▶ _Supplied information_:
=======

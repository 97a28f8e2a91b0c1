// src/relay.rs
//! A small websocket relay: every valid frame a peer sends is forwarded to
//! all other connected peers.

use crate::config::ServerConfig;
use crate::errors::{ChatError, ChatResult};
use crate::message::ChatMessage;
use dashmap::DashMap;
use std::io;
use std::net::{SocketAddr, TcpListener, TcpStream};
use std::sync::mpsc::{self, Receiver, Sender};
use std::sync::Arc;
use std::thread;
use std::time::Duration;
use tungstenite::{Message, WebSocket};

const MAX_BIND_ATTEMPTS: u16 = 10;

/// Connected peers and the queue feeding each one's socket.
pub type Peers = Arc<DashMap<SocketAddr, Sender<String>>>;

/// Binds the configured port, moving on to the next one while it is in use.
pub fn bind(config: &ServerConfig) -> ChatResult<TcpListener> {
    let mut port = config.port;
    for _ in 0..MAX_BIND_ATTEMPTS {
        match TcpListener::bind((config.host.as_str(), port)) {
            Ok(listener) => {
                log::info!("Server listening on {}", listener.local_addr()?);
                return Ok(listener);
            }
            Err(e) if e.kind() == io::ErrorKind::AddrInUse => {
                let Some(next) = port.checked_add(1) else { break };
                log::warn!("Port {} is in use, trying port {}", port, next);
                port = next;
            }
            Err(e) => return Err(e.into()),
        }
    }
    Err(ChatError::InvalidConfig(format!(
        "no free port found starting at {}",
        config.port
    )))
}

/// Accepts connections forever, one thread per peer.
pub fn serve(listener: TcpListener, poll_interval: Duration) -> ChatResult<()> {
    let peers: Peers = Arc::new(DashMap::new());

    for stream in listener.incoming() {
        match stream {
            Ok(stream) => {
                let peers = Arc::clone(&peers);
                thread::spawn(move || {
                    if let Err(e) = handle_client(stream, peers, poll_interval) {
                        log::error!("Error in client thread: {}", e);
                    }
                });
            }
            Err(e) => log::error!("Failed to accept connection: {}", e),
        }
    }

    Ok(())
}

/// Handles communication with a single peer until it disconnects.
pub fn handle_client(stream: TcpStream, peers: Peers, poll_interval: Duration) -> ChatResult<()> {
    let peer_addr = stream.peer_addr()?;
    log::info!("Handling client: {}", peer_addr);

    let mut socket =
        tungstenite::accept(stream).map_err(|e| ChatError::Handshake(e.to_string()))?;
    socket.get_ref().set_read_timeout(Some(poll_interval))?;

    let (outbound_tx, outbound_rx) = mpsc::channel();
    peers.insert(peer_addr, outbound_tx);

    let result = relay_frames(&mut socket, &peers, peer_addr, &outbound_rx);

    cleanup_client(&peers, peer_addr);
    log::info!("Client disconnected: {}", peer_addr);
    result
}

fn relay_frames(
    socket: &mut WebSocket<TcpStream>,
    peers: &DashMap<SocketAddr, Sender<String>>,
    peer_addr: SocketAddr,
    outbound: &Receiver<String>,
) -> ChatResult<()> {
    loop {
        while let Ok(frame) = outbound.try_recv() {
            socket.send(Message::Text(frame.into()))?;
        }

        match socket.read() {
            Ok(Message::Text(text)) => handle_frame(peers, peer_addr, &text),
            Ok(Message::Close(_)) => {
                // Sends the queued close reply.
                if let Err(e) = socket.flush() {
                    log::debug!("Close reply to {} not delivered: {}", peer_addr, e);
                }
                return Ok(());
            }
            Ok(_) => {}
            Err(tungstenite::Error::Io(e))
                if matches!(e.kind(), io::ErrorKind::WouldBlock | io::ErrorKind::TimedOut) => {}
            Err(tungstenite::Error::ConnectionClosed) | Err(tungstenite::Error::AlreadyClosed) => {
                return Ok(())
            }
            Err(e) => return Err(e.into()),
        }
    }
}

/// Logs a valid frame and forwards it verbatim; malformed frames are dropped.
fn handle_frame(peers: &DashMap<SocketAddr, Sender<String>>, sender: SocketAddr, raw: &str) {
    match ChatMessage::decode(raw) {
        Ok(message) => {
            log::info!(
                "Received {} from '{}' ({}) at {}",
                message.message_type,
                message.user_id,
                sender,
                message.timestamp.to_rfc3339()
            );
            let delivered = broadcast_frame(peers, sender, raw);
            log::debug!("Relayed frame to {} peer(s)", delivered);
        }
        Err(e) => log::warn!("Failed to parse message from {}: {}", sender, e),
    }
}

/// Queues `frame` for every peer except the sender. Returns how many peers got it.
///
/// Peers whose queue is gone are removed from the registry.
pub fn broadcast_frame(
    peers: &DashMap<SocketAddr, Sender<String>>,
    sender: SocketAddr,
    frame: &str,
) -> usize {
    let mut delivered = 0;
    let mut failed_clients = vec![];

    for peer in peers.iter() {
        if *peer.key() == sender {
            continue;
        }
        if peer.value().send(frame.to_string()).is_ok() {
            delivered += 1;
        } else {
            failed_clients.push(*peer.key());
        }
    }

    for addr in failed_clients {
        log::warn!("Removing failed client: {}", addr);
        peers.remove(&addr);
    }
    delivered
}

fn cleanup_client(peers: &DashMap<SocketAddr, Sender<String>>, peer_addr: SocketAddr) {
    peers.remove(&peer_addr);
}

#[cfg(test)]
mod tests {
    use super::*;

    fn addr(port: u16) -> SocketAddr {
        SocketAddr::from(([127, 0, 0, 1], port))
    }

    #[test]
    fn broadcast_skips_sender() {
        let peers = DashMap::new();
        let (alice_tx, alice_rx) = mpsc::channel();
        let (bob_tx, bob_rx) = mpsc::channel();
        peers.insert(addr(1), alice_tx);
        peers.insert(addr(2), bob_tx);

        assert_eq!(broadcast_frame(&peers, addr(1), "frame"), 1);
        assert_eq!(bob_rx.try_recv().unwrap(), "frame");
        assert!(alice_rx.try_recv().is_err());
    }

    #[test]
    fn broadcast_prunes_dead_peers() {
        let peers = DashMap::new();
        let (alice_tx, _alice_rx) = mpsc::channel();
        let (gone_tx, gone_rx) = mpsc::channel::<String>();
        drop(gone_rx);
        peers.insert(addr(1), alice_tx);
        peers.insert(addr(2), gone_tx);

        assert_eq!(broadcast_frame(&peers, addr(3), "frame"), 1);
        assert_eq!(peers.len(), 1);
        assert!(peers.contains_key(&addr(1)));
    }

    #[test]
    fn malformed_frames_are_not_relayed() {
        let peers = DashMap::new();
        let (bob_tx, bob_rx) = mpsc::channel();
        peers.insert(addr(2), bob_tx);

        handle_frame(&peers, addr(1), "{not json");
        assert!(bob_rx.try_recv().is_err());

        let valid = ChatMessage::text("Alice", "room1", "hey").encode().unwrap();
        handle_frame(&peers, addr(1), &valid);
        assert_eq!(bob_rx.try_recv().unwrap(), valid);
    }

    #[test]
    fn bind_moves_past_a_busy_port() {
        let busy = TcpListener::bind("127.0.0.1:0").unwrap();
        let busy_port = busy.local_addr().unwrap().port();
        let config = ServerConfig {
            host: "127.0.0.1".to_string(),
            port: busy_port,
            poll_interval: Duration::from_millis(10),
        };

        let listener = bind(&config).unwrap();
        assert_ne!(listener.local_addr().unwrap().port(), busy_port);
    }
}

=======

▶ _Work to complete_:
Say how many lines in the records hold the string "reply", and say nothing else.

▶ _Your solution_:
2